La muy turística isla venezolana de Margarita, que no escapa a la merma de los servicios públicos del país –hoteles que luchan por tener agua y generadores propios de electricidad–, se jacta de poseer una larga y rectilínea costa oriental con las más deslumbrantes playas. Esa línea prodigiosa termina en un punto singular, llamado Cabo Negro, que se caracteriza por dos montículos gemelos que se apartan de la tierra madre por una lengua de arena. El visitante que viene por un camino pedregoso desde Puerto Real o navega desde la bahía de Manzanillo descubrirá una extrañeza geológica: esa lengua de arena es bañada por dos mares: el del norte, más de corte oceánico y con olas bien formadas, y el del sur, más llano y con oleaje desordenado. Quien quiera temperaturas más frías, puede caminar tres pasos y sumergirse en la costa del norte, pero quien quiera más calidez para sus brazos y piernas, puede flotar en la llaneza del sur. Ese paraíso breve, apetecido por propios y extraños, fue intervenido militarmente el pasado sábado 26 de marzo, en plena Semana Santa. ¿Las razones? Según los soldados de la Guardia Nacional, apostados desde muy temprano, se trataba de un “plan operativo diseñado desde Caracas”. Sin embargo, los muy sagaces pescadores de Manzanillo, acostumbrados a transportar pasajeros en peñeros, tenían otra creencia: un ministro de nombre reservado había mandado a acordonar el cabo para su disfrute personal.

Son escenas que se repiten: la clase militar venezolana irrumpiendo en cualquier escenario civil y distorsionando los modos y costumbres. Más sonoro que el episodio de Cabo Negro, en la misma isla de Margarita, fue el desalojo de presos de la cárcel de San Antonio, ocurrido el pasado 24 de febrero. Los estrategas del “operativo”, que clausuró autopistas y paralizó el tráfico insular, no encontraron otro medio para llevar a los reclusos a cárceles de tierra firme que intervenir a todas las navieras que transportan pasajeros, vehículos y mercancías. Sencillamente llegaron a Punta de Piedras, puerto comercial de la isla, y dispusieron de todos los ferrys y embarcaciones a la vista, alterando horarios y planes de viaje de miles de temporadistas. Nadie se atrevió a preguntar, por supuesto, si algún buque de la Armada podía prestar apoyo, pero esa iniciativa no la pensó ningún responsable del “operativo”.
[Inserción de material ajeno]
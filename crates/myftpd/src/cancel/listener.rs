use std::io;
use std::net::{SocketAddr, TcpStream};
use std::sync::Arc;
use std::thread;
use std::time::Duration;

use tracing::{debug, info, warn};

use myftp_protocol::CommandId;

use super::{CANCEL_TARGET, CancellationRegistry};
use crate::transport::{ConnectionHandler, client_ip, read_with_retry};

/// Cancellation requests are short; anything longer is truncated.
const MAX_REQUEST_BYTES: usize = 64;
const READ_TIMEOUT: Duration = Duration::from_secs(2);

/// Handles connections on the cancellation port.
///
/// Each request is read on its own short-lived thread so a slow canceller
/// cannot stall the accept loop. Nothing is written back.
pub(crate) struct CancelRequestHandler {
    registry: Arc<CancellationRegistry>,
}

impl CancelRequestHandler {
    pub(crate) fn new(registry: Arc<CancellationRegistry>) -> Self {
        Self { registry }
    }
}

impl ConnectionHandler for CancelRequestHandler {
    fn handle(&self, stream: TcpStream, peer: SocketAddr) {
        let registry = Arc::clone(&self.registry);
        let spawned = thread::Builder::new()
            .name("myftp-cancel-request".to_owned())
            .spawn(move || process_request(&registry, stream, peer));
        if let Err(error) = spawned {
            warn!(
                target: CANCEL_TARGET,
                error = %error,
                "failed to spawn cancellation request thread"
            );
        }
    }
}

fn process_request(registry: &CancellationRegistry, mut stream: TcpStream, peer: SocketAddr) {
    let client = client_ip(&peer);
    let payload = match read_request(&mut stream) {
        Ok(payload) => payload,
        Err(error) => {
            debug!(target: CANCEL_TARGET, %client, error = %error, "cancellation read failed");
            return;
        }
    };
    let id = match CommandId::from_cancel_payload(&payload) {
        Ok(id) => id,
        Err(error) => {
            debug!(target: CANCEL_TARGET, %client, error = %error, "malformed cancellation request");
            return;
        }
    };
    if registry.cancel(id) {
        info!(target: CANCEL_TARGET, %client, command_id = id.get(), "command cancelled");
    } else {
        debug!(
            target: CANCEL_TARGET,
            %client,
            command_id = id.get(),
            "cancellation ignored for unknown command"
        );
    }
}

/// Reads until a newline, end of stream, or the size cap.
fn read_request(stream: &mut TcpStream) -> io::Result<Vec<u8>> {
    stream.set_read_timeout(Some(READ_TIMEOUT))?;
    let mut payload = Vec::with_capacity(MAX_REQUEST_BYTES);
    let mut chunk = [0_u8; MAX_REQUEST_BYTES];
    while payload.len() < MAX_REQUEST_BYTES && !payload.contains(&b'\n') {
        let room = MAX_REQUEST_BYTES - payload.len();
        let read = read_with_retry(stream, &mut chunk[..room])?;
        if read == 0 {
            break;
        }
        payload.extend_from_slice(&chunk[..read]);
    }
    Ok(payload)
}

#[cfg(test)]
mod tests {
    use super::*;
    use std::io::Write;
    use std::net::TcpListener;
    use std::time::Instant;

    fn deliver(registry: &CancellationRegistry, payload: &[u8]) {
        let listener = TcpListener::bind(("127.0.0.1", 0)).expect("bind listener");
        let addr = listener.local_addr().expect("listener address");
        let mut client = TcpStream::connect(addr).expect("connect client");
        client.write_all(payload).expect("write payload");
        drop(client);
        let (stream, peer) = listener.accept().expect("accept connection");
        process_request(registry, stream, peer);
    }

    #[test]
    fn cancels_registered_command() {
        let registry = Arc::new(CancellationRegistry::new());
        let guard = registry.begin();
        deliver(&registry, &guard.id().cancel_payload());
        assert!(!guard.is_running());
        assert!(registry.is_empty());
    }

    #[test]
    fn ignores_unknown_and_malformed_requests() {
        let registry = Arc::new(CancellationRegistry::new());
        let guard = registry.begin();
        deliver(&registry, b"terminate 42\n");
        deliver(&registry, b"short");
        deliver(&registry, b"terminate abc\n");
        assert!(guard.is_running());
        assert_eq!(registry.len(), 1);
    }

    #[test]
    fn handler_processes_requests_off_the_accept_thread() {
        let registry = Arc::new(CancellationRegistry::new());
        let guard = registry.begin();
        let handler = CancelRequestHandler::new(Arc::clone(&registry));

        let listener = TcpListener::bind(("127.0.0.1", 0)).expect("bind listener");
        let addr = listener.local_addr().expect("listener address");
        let mut client = TcpStream::connect(addr).expect("connect client");
        let (stream, peer) = listener.accept().expect("accept connection");
        handler.handle(stream, peer);
        client
            .write_all(&guard.id().cancel_payload())
            .expect("write payload");

        let deadline = Instant::now() + Duration::from_secs(2);
        while guard.is_running() && Instant::now() < deadline {
            thread::sleep(Duration::from_millis(10));
        }
        assert!(!guard.is_running());
    }
}
//! Handlers that only touch the filesystem gateway.

use std::io::{self, Read, Write};

use myftp_protocol::Response;

use super::{HandlerResult, Reply, Session, require_name};
use crate::dispatch::{CommandError, Target};
use crate::gateway::DirEntry;

impl<R: Read, W: Write> Session<R, W> {
    pub(super) fn print_directory(&self) -> Reply {
        Reply::Line(Response::bare(self.cwd.display().to_string()))
    }

    pub(super) fn list_directory(&self) -> HandlerResult {
        let entries = self
            .context
            .gateway
            .list_entries(&self.cwd)
            .map_err(|error| {
                CommandError::from_io(error, Target::Directory, "Failed to list directory")
            })?;
        Ok(Reply::Line(Response::bare(format_listing(&entries))))
    }

    pub(super) fn change_directory(&mut self, argument: &str) -> HandlerResult {
        let name = require_name(argument, Target::Directory)?;
        let target = self.resolve(name);
        let resolved = self.context.gateway.chdir(&target).map_err(|error| {
            CommandError::from_io(error, Target::Directory, "Failed to change directory")
        })?;
        self.cwd = resolved;
        Ok(Reply::Line(Response::success(format!(
            "Changed directory to {}.",
            self.cwd.display()
        ))))
    }

    pub(super) fn make_directory(&self, argument: &str) -> HandlerResult {
        let name = require_name(argument, Target::Directory)?;
        let path = self.resolve(name);
        if self.context.gateway.exists(&path) {
            return Err(CommandError::AlreadyExists {
                target: Target::Directory,
            });
        }
        self.context.gateway.mkdir(&path).map_err(|error| {
            CommandError::from_io(error, Target::Directory, "Failed to create directory")
        })?;
        Ok(Reply::Line(Response::success(
            "Directory created successfully.",
        )))
    }

    pub(super) fn delete_file(&self, argument: &str) -> HandlerResult {
        let name = require_name(argument, Target::File)?;
        let path = self.resolve(name);
        if !self.context.gateway.exists(&path) {
            return Err(CommandError::NotFound {
                target: Target::File,
            });
        }
        self.context
            .gateway
            .remove(&path)
            .map_err(|error| match error.kind() {
                io::ErrorKind::IsADirectory => CommandError::WrongType {
                    message: "Cannot delete a directory.",
                },
                _ => CommandError::from_io(error, Target::File, "Failed to delete file"),
            })?;
        Ok(Reply::Line(Response::success("File deleted successfully.")))
    }
}

/// Entries separated by two spaces; directories carry a trailing `/`.
fn format_listing(entries: &[DirEntry]) -> String {
    entries
        .iter()
        .map(|entry| {
            if entry.is_dir {
                format!("{}/", entry.name)
            } else {
                entry.name.clone()
            }
        })
        .collect::<Vec<_>>()
        .join("  ")
}

#[cfg(test)]
mod tests {
    use super::*;

    #[test]
    fn listing_marks_directories() {
        let entries = [DirEntry::new("docs", true), DirEntry::new("a.txt", false)];
        assert_eq!(format_listing(&entries), "docs/  a.txt");
    }

    #[test]
    fn empty_listing_is_blank() {
        assert_eq!(format_listing(&[]), "");
    }
}
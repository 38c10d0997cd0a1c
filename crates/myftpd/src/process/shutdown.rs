use std::io;

use signal_hook::consts::signal::{SIGHUP, SIGINT, SIGQUIT, SIGTERM};
use signal_hook::iterator::Signals;
use thiserror::Error;
use tracing::info;

use super::PROCESS_TARGET;

/// Abstraction over shutdown notification mechanisms.
pub trait ShutdownSignal: Send + Sync {
    /// Blocks until shutdown should proceed.
    ///
    /// # Errors
    ///
    /// Returns [`ShutdownError`] when the notification source cannot be
    /// installed.
    fn wait(&self) -> Result<(), ShutdownError>;
}

/// Errors reported by shutdown signal listeners.
#[derive(Debug, Error)]
pub enum ShutdownError {
    /// Installing signal handlers failed.
    #[error("failed to install signal handlers: {source}")]
    Install {
        /// Underlying IO error.
        #[source]
        source: io::Error,
    },
}

/// Shutdown listener that waits for SIGTERM, SIGINT, SIGQUIT, or SIGHUP.
#[derive(Debug, Default, Clone, Copy)]
pub struct SystemShutdownSignal;

impl SystemShutdownSignal {
    /// Builds a signal listener.
    #[must_use]
    pub const fn new() -> Self {
        Self
    }
}

impl ShutdownSignal for SystemShutdownSignal {
    fn wait(&self) -> Result<(), ShutdownError> {
        let mut signals = Signals::new([SIGTERM, SIGINT, SIGQUIT, SIGHUP])
            .map_err(|source| ShutdownError::Install { source })?;
        if let Some(signal) = signals.forever().next() {
            info!(target: PROCESS_TARGET, signal, "shutdown signal received");
        }
        Ok(())
    }
}
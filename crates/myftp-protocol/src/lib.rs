//! Wire vocabulary shared by the `myftp` server and client.
//!
//! The protocol is line oriented: the client sends `<name>[ <argument>]\n`
//! and the server answers with one response line per command. The `get` and
//! `put` commands switch the connection into a raw byte stream that is
//! terminated by [`END_MARKER`]. The cancellation side-channel uses a
//! separate port and a fixed-offset payload described in [`cancel`].

pub mod cancel;
mod marker;
mod response;

pub use cancel::{CANCEL_ID_OFFSET, CANCEL_PREFIX, CancelParseError, CommandId};
pub use marker::{MarkerScanner, Scan};
pub use response::{Response, Status};

/// Welcome line sent by the server as soon as a session starts.
pub const GREETING: &str = "Welcome to the FTP-Server! Command Away\n";

/// Literal terminator that closes a raw file payload in either direction.
pub const END_MARKER: &[u8] = b"FILE_TRANSFER_END\n";

/// Success message announcing that raw download bytes follow.
pub const TRANSFER_START: &str = "FILE_TRANSFER_START";

/// Success message announcing that the server waits for upload bytes.
pub const READY_TO_RECEIVE: &str = "READY_TO_RECEIVE";

/// Command token that ends a session.
pub const QUIT_COMMAND: &str = "quit";

/// Size of the chunks used when streaming file payloads.
pub const CHUNK_SIZE: usize = 8 * 1024;
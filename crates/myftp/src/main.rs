//! Binary entrypoint for the interactive client.

use std::io::{self, StderrLock, StdinLock, StdoutLock};
use std::process::ExitCode;

fn main() -> ExitCode {
    let mut stdin: StdinLock<'_> = io::stdin().lock();
    let mut stdout: StdoutLock<'_> = io::stdout().lock();
    let mut stderr: StderrLock<'_> = io::stderr().lock();
    myftp::run(std::env::args_os(), &mut stdin, &mut stdout, &mut stderr)
}
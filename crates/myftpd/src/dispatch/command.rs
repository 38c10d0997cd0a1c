/// One parsed command line.
#[derive(Debug, Clone, PartialEq, Eq)]
pub struct Command {
    name: String,
    argument: String,
}

impl Command {
    /// Splits a line at its first whitespace run. The argument is the
    /// trimmed remainder and may be empty. Returns `None` for blank lines.
    #[must_use]
    pub fn parse(line: &str) -> Option<Self> {
        let line = line.trim();
        if line.is_empty() {
            return None;
        }
        let (name, argument) = line.split_once(char::is_whitespace).unwrap_or((line, ""));
        Some(Self {
            name: name.to_owned(),
            argument: argument.trim().to_owned(),
        })
    }

    /// Command token.
    #[must_use]
    pub fn name(&self) -> &str {
        &self.name
    }

    /// Argument text, empty when none was given.
    #[must_use]
    pub fn argument(&self) -> &str {
        &self.argument
    }
}

#[cfg(test)]
mod tests {
    use super::*;
    use rstest::rstest;

    #[rstest]
    #[case("pwd", "pwd", "")]
    #[case("cd docs", "cd", "docs")]
    #[case("get   my file.txt  \r", "get", "my file.txt")]
    #[case("  ls", "ls", "")]
    #[case("put\tdata.bin", "put", "data.bin")]
    fn splits_name_and_argument(#[case] line: &str, #[case] name: &str, #[case] argument: &str) {
        let command = Command::parse(line).expect("non-blank line");
        assert_eq!(command.name(), name);
        assert_eq!(command.argument(), argument);
    }

    #[rstest]
    #[case("")]
    #[case("   ")]
    #[case("\r")]
    fn blank_lines_carry_no_command(#[case] line: &str) {
        assert_eq!(Command::parse(line), None);
    }
}
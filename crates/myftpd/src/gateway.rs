//! Filesystem capability used by command handlers.
//!
//! Handlers resolve every argument against the session's working directory
//! and pass absolute paths to the gateway. The gateway performs no access
//! control and imposes no locking between sessions.

use std::fs::{self, File};
use std::io::{self, Read, Write};
use std::path::{Path, PathBuf};

/// One directory entry as reported by [`FilesystemGateway::list_entries`].
#[derive(Debug, Clone, PartialEq, Eq)]
pub struct DirEntry {
    /// File name, lossily converted to UTF-8.
    pub name: String,
    /// Whether the entry is a directory (symlinks are followed).
    pub is_dir: bool,
}

impl DirEntry {
    /// Builds an entry.
    pub fn new(name: impl Into<String>, is_dir: bool) -> Self {
        Self {
            name: name.into(),
            is_dir,
        }
    }
}

/// Operations the session engine performs on the served filesystem.
pub trait FilesystemGateway: Send + Sync {
    /// Returns `true` when something exists at `path`.
    fn exists(&self, path: &Path) -> bool;

    /// Creates a single directory.
    ///
    /// # Errors
    ///
    /// Propagates the OS error.
    fn mkdir(&self, path: &Path) -> io::Result<()>;

    /// Removes a file. Directories are refused with
    /// [`io::ErrorKind::IsADirectory`].
    ///
    /// # Errors
    ///
    /// Propagates the OS error.
    fn remove(&self, path: &Path) -> io::Result<()>;

    /// Validates `path` as a directory and returns its canonical form.
    ///
    /// # Errors
    ///
    /// Fails with [`io::ErrorKind::NotADirectory`] when the path names a file.
    fn chdir(&self, path: &Path) -> io::Result<PathBuf>;

    /// Lists the entries of a directory, sorted by name.
    ///
    /// # Errors
    ///
    /// Propagates the OS error.
    fn list_entries(&self, path: &Path) -> io::Result<Vec<DirEntry>>;

    /// Directory new sessions start in.
    fn cwd(&self) -> PathBuf;

    /// Opens a file for streaming to the client.
    ///
    /// # Errors
    ///
    /// Fails with [`io::ErrorKind::IsADirectory`] for directories.
    fn open_read_stream(&self, path: &Path) -> io::Result<Box<dyn Read + Send>>;

    /// Creates or truncates a file for an upload.
    ///
    /// # Errors
    ///
    /// Propagates the OS error.
    fn create_write_stream(&self, path: &Path) -> io::Result<Box<dyn Write + Send>>;
}

/// Gateway backed by the local filesystem.
#[derive(Debug, Clone)]
pub struct LocalFilesystem {
    root: PathBuf,
}

impl LocalFilesystem {
    /// Serves `root`, which should already be canonical.
    pub fn new(root: impl Into<PathBuf>) -> Self {
        Self { root: root.into() }
    }
}

impl FilesystemGateway for LocalFilesystem {
    fn exists(&self, path: &Path) -> bool {
        path.exists()
    }

    fn mkdir(&self, path: &Path) -> io::Result<()> {
        fs::create_dir(path)
    }

    fn remove(&self, path: &Path) -> io::Result<()> {
        if fs::metadata(path)?.is_dir() {
            return Err(io::Error::from(io::ErrorKind::IsADirectory));
        }
        fs::remove_file(path)
    }

    fn chdir(&self, path: &Path) -> io::Result<PathBuf> {
        let canonical = fs::canonicalize(path)?;
        if !canonical.is_dir() {
            return Err(io::Error::from(io::ErrorKind::NotADirectory));
        }
        Ok(canonical)
    }

    fn list_entries(&self, path: &Path) -> io::Result<Vec<DirEntry>> {
        let mut entries = fs::read_dir(path)?
            .map(|entry| {
                entry.map(|entry| {
                    DirEntry::new(
                        entry.file_name().to_string_lossy(),
                        entry.path().is_dir(),
                    )
                })
            })
            .collect::<io::Result<Vec<_>>>()?;
        entries.sort_by(|left, right| left.name.cmp(&right.name));
        Ok(entries)
    }

    fn cwd(&self) -> PathBuf {
        self.root.clone()
    }

    fn open_read_stream(&self, path: &Path) -> io::Result<Box<dyn Read + Send>> {
        if fs::metadata(path)?.is_dir() {
            return Err(io::Error::from(io::ErrorKind::IsADirectory));
        }
        Ok(Box::new(File::open(path)?))
    }

    fn create_write_stream(&self, path: &Path) -> io::Result<Box<dyn Write + Send>> {
        Ok(Box::new(File::create(path)?))
    }
}

#[cfg(test)]
mod tests {
    use super::*;
    use rstest::{fixture, rstest};
    use tempfile::TempDir;

    #[fixture]
    fn served() -> (TempDir, LocalFilesystem) {
        let dir = TempDir::new().expect("temp dir");
        let root = fs::canonicalize(dir.path()).expect("canonical root");
        (dir, LocalFilesystem::new(root))
    }

    #[rstest]
    fn remove_refuses_directories(served: (TempDir, LocalFilesystem)) {
        let (dir, gateway) = served;
        let target = dir.path().join("nested");
        fs::create_dir(&target).expect("create dir");
        let error = gateway.remove(&target).expect_err("directory removal refused");
        assert_eq!(error.kind(), io::ErrorKind::IsADirectory);
        assert!(target.is_dir());
    }

    #[rstest]
    fn chdir_rejects_files(served: (TempDir, LocalFilesystem)) {
        let (dir, gateway) = served;
        let file = dir.path().join("notes.txt");
        fs::write(&file, b"hello").expect("write file");
        let error = gateway.chdir(&file).expect_err("file is not a directory");
        assert_eq!(error.kind(), io::ErrorKind::NotADirectory);
    }

    #[rstest]
    fn chdir_canonicalises_relative_components(served: (TempDir, LocalFilesystem)) {
        let (dir, gateway) = served;
        fs::create_dir(dir.path().join("a")).expect("create dir");
        let resolved = gateway
            .chdir(&gateway.cwd().join("a").join(".."))
            .expect("resolve parent");
        assert_eq!(resolved, gateway.cwd());
    }

    #[rstest]
    fn lists_entries_sorted_with_kinds(served: (TempDir, LocalFilesystem)) {
        let (dir, gateway) = served;
        fs::write(dir.path().join("b.txt"), b"").expect("write file");
        fs::create_dir(dir.path().join("a")).expect("create dir");
        let entries = gateway.list_entries(&gateway.cwd()).expect("list entries");
        assert_eq!(
            entries,
            vec![DirEntry::new("a", true), DirEntry::new("b.txt", false)]
        );
    }

    #[rstest]
    fn open_read_stream_refuses_directories(served: (TempDir, LocalFilesystem)) {
        let (_dir, gateway) = served;
        let error = gateway
            .open_read_stream(&gateway.cwd())
            .err()
            .expect("directory cannot be streamed");
        assert_eq!(error.kind(), io::ErrorKind::IsADirectory);
    }

    #[rstest]
    fn write_stream_round_trips_through_read_stream(served: (TempDir, LocalFilesystem)) {
        let (_dir, gateway) = served;
        let path = gateway.cwd().join("data.bin");
        {
            let mut sink = gateway.create_write_stream(&path).expect("create file");
            sink.write_all(&[0, 1, 2, 255]).expect("write bytes");
        }
        let mut content = Vec::new();
        gateway
            .open_read_stream(&path)
            .expect("open file")
            .read_to_end(&mut content)
            .expect("read bytes");
        assert_eq!(content, [0, 1, 2, 255]);
    }
}
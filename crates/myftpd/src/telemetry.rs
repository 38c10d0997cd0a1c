//! Structured telemetry initialisation for the server.

use std::io::{self, IsTerminal};

use once_cell::sync::OnceCell;
use tracing::{Subscriber, subscriber::SetGlobalDefaultError};
use tracing_subscriber::EnvFilter;
use tracing_subscriber::fmt;

use myftp_config::{Config, LogFormat};

static TELEMETRY_GUARD: OnceCell<()> = OnceCell::new();

/// Handle returned when telemetry has been initialised.
#[derive(Debug, Default, Clone, Copy)]
pub struct TelemetryHandle;

/// Errors encountered while configuring telemetry.
#[derive(Debug, thiserror::Error)]
pub enum TelemetryError {
    /// Failed to parse the configured log filter expression.
    #[error("invalid log filter: {0}")]
    Filter(String),
    /// Failed to install the tracing subscriber.
    #[error("failed to install telemetry subscriber: {0}")]
    Subscriber(SetGlobalDefaultError),
}

/// Installs the global tracing subscriber on first use.
///
/// Later calls return a fresh [`TelemetryHandle`] without touching the
/// global state, so tests and the binary can both call it freely.
///
/// # Errors
///
/// Returns [`TelemetryError::Filter`] for an invalid filter expression and
/// [`TelemetryError::Subscriber`] when another subscriber is already the
/// global default.
pub fn initialise(config: &Config) -> Result<TelemetryHandle, TelemetryError> {
    TELEMETRY_GUARD
        .get_or_try_init(|| install_subscriber(config))
        .map(|_| TelemetryHandle)
}

fn install_subscriber(config: &Config) -> Result<(), TelemetryError> {
    let filter = EnvFilter::try_new(config.log_filter())
        .map_err(|error| TelemetryError::Filter(error.to_string()))?;

    let builder = |filter: EnvFilter| {
        fmt::Subscriber::builder()
            .with_env_filter(filter)
            .with_target(true)
            .with_level(true)
            .with_thread_names(true)
            .with_writer(io::stderr)
            .with_ansi(io::stderr().is_terminal())
            .with_timer(fmt::time::UtcTime::rfc_3339())
    };

    let subscriber: Box<dyn Subscriber + Send + Sync> = match config.log_format() {
        LogFormat::Json => Box::new(builder(filter).json().flatten_event(true).finish()),
        LogFormat::Compact => Box::new(builder(filter).compact().finish()),
    };

    tracing::subscriber::set_global_default(subscriber).map_err(TelemetryError::Subscriber)
}

#[cfg(test)]
mod tests {
    use super::*;

    #[test]
    fn rejects_invalid_filter_before_installing() {
        let config = Config {
            log_filter: "myftpd=notalevel".to_owned(),
            ..Config::default()
        };
        let error = install_subscriber(&config).expect_err("invalid filter");
        assert!(matches!(error, TelemetryError::Filter(_)));
    }

    #[test]
    fn repeated_initialisation_is_idempotent() {
        let config = Config::default();
        let first = initialise(&config);
        let second = initialise(&config);
        assert!(first.is_ok() || matches!(first, Err(TelemetryError::Subscriber(_))));
        if first.is_ok() {
            assert!(second.is_ok());
        }
    }
}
Un importante historiador venezolano, Ramón J. Velásquez, quien debió completar la segunda presidencia de Carlos Andrés Pérez, derrocado por los polvos que aventó un paracaidista golpista en 1992, llegó a afirmar que un cadáver que pensábamos bien enterrado en el siglo XIX, el del militarismo, resucitaba en la cotidianidad venezolana. Desde entonces, el estamento civil vive arrinconado frente a quienes son los verdaderos detentores del poder. A esa clase militar que se engrandeció en tiempos de Independencia, no le bastó el muy enguerrillado siglo XIX para volver a los cuarteles y desterrar sus apetencias políticas. Quién sabe si solamente Rómulo Betancourt –y para prueba está su libro Venezuela, política y petróleo– vio la compleja herencia del militarismo y, ya en democracia, procuró hacer de la renovada Escuela Militar un patio de adecentamiento republicano, esto es, poner a la clase militar bajo la conducción del mundo civil.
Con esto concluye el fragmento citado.